Thanks in advance :slight_smile:

Sorry, that’s not really a place to teach you deep learning in itself

That’s in fact the exact same use, restarting from a previous run. The reason why you restart is not important in itself

That really depends on what you want to achieve, but is you just add more data, it would make sense

It involves a bit more work to be done correctly, resettings layers etc.

There long-pending work that should hopefully land soon

I have tried both ways and the results were following:

  • When added more material and retrained model from scratch, test epoch ends with:
    WER: 0.191577, loss: 69.710556

  • When added that material (same dataset) and retrained model from latest checkpoints, i get:
    WER: 0.090943, loss: 47.997845

There is quite a difference in what i get for the same amount of material in the numbers, that’s why i want to make sure which steps are correct to follow.

As i said, what i want to achieve is that it works good on the complete dataset. So does training from checkpoints still make sense for this, or the case will be that the model only works great for the last batch of material i have added?

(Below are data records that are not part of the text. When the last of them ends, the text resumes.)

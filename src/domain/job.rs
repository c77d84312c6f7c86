use serde::{Deserialize, Serialize};
use serde_json::json;

use super::toggle_request;
use crate::optimistic::{adjust_count, Flag};
use crate::remote::RemoteRequest;
use crate::Resource;

#[derive(Debug, Clone, PartialEq, Serialize, Deserialize, Resource)]
#[resource(collection = "jobs")]
#[serde(rename_all = "camelCase")]
pub struct Job {
    pub id: String,
    pub company_id: String,
    #[serde(default)]
    pub company_name: String,
    #[serde(default)]
    pub title: String,
    #[serde(default)]
    pub location: String,
    /// User who posted the listing.
    #[serde(default)]
    pub poster_id: Option<String>,
    #[serde(default)]
    pub num_applicants: u32,
    #[serde(default)]
    pub is_saved: bool,
    #[serde(default)]
    pub is_reported: bool,
    #[serde(default)]
    pub is_applied: bool,
}

impl Job {
    pub fn new(id: impl Into<String>, company_id: impl Into<String>) -> Self {
        Self {
            id: id.into(),
            company_id: company_id.into(),
            company_name: String::new(),
            title: String::new(),
            location: String::new(),
            poster_id: None,
            num_applicants: 0,
            is_saved: false,
            is_reported: false,
            is_applied: false,
        }
    }
}

pub struct JobSaved;

impl Flag for JobSaved {
    type Resource = Job;
    type Value = bool;
    const NAME: &'static str = "saved";

    fn read(job: &Job) -> bool {
        job.is_saved
    }

    fn write(job: &mut Job, saved: &bool) {
        job.is_saved = *saved;
    }

    fn request(job: &Job, saved: &bool) -> RemoteRequest {
        toggle_request(format!("/jobs/{}/save", job.id), *saved)
    }
}

pub struct JobReported;

impl Flag for JobReported {
    type Resource = Job;
    type Value = bool;
    const NAME: &'static str = "reported";

    fn read(job: &Job) -> bool {
        job.is_reported
    }

    fn write(job: &mut Job, reported: &bool) {
        job.is_reported = *reported;
    }

    fn request(job: &Job, reported: &bool) -> RemoteRequest {
        toggle_request(format!("/jobs/{}/report", job.id), *reported)
    }
}

/// One-click apply. Withdrawing deletes the application.
pub struct JobApplied;

impl Flag for JobApplied {
    type Resource = Job;
    type Value = bool;
    const NAME: &'static str = "applied";

    fn read(job: &Job) -> bool {
        job.is_applied
    }

    fn write(job: &mut Job, applied: &bool) {
        adjust_count(&mut job.num_applicants, job.is_applied, *applied);
        job.is_applied = *applied;
    }

    fn request(job: &Job, applied: &bool) -> RemoteRequest {
        if *applied {
            RemoteRequest::post("/jobs/apply").with_payload(json!({ "jobId": job.id }))
        } else {
            RemoteRequest::delete(format!("/jobs/{}/apply", job.id))
        }
    }
}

It’s impossible for us to answer this for you, as it depends on the data, the hyperparameters, how long you train for before and after adding new data, etc. The correct approach is to have a good validation set that contains representative data that you want the model to perform well at, then whenever you’re trying different approaches you can use the validation set to test if things are going in the right direction.

thank you for clarifying things for me :slight_smile: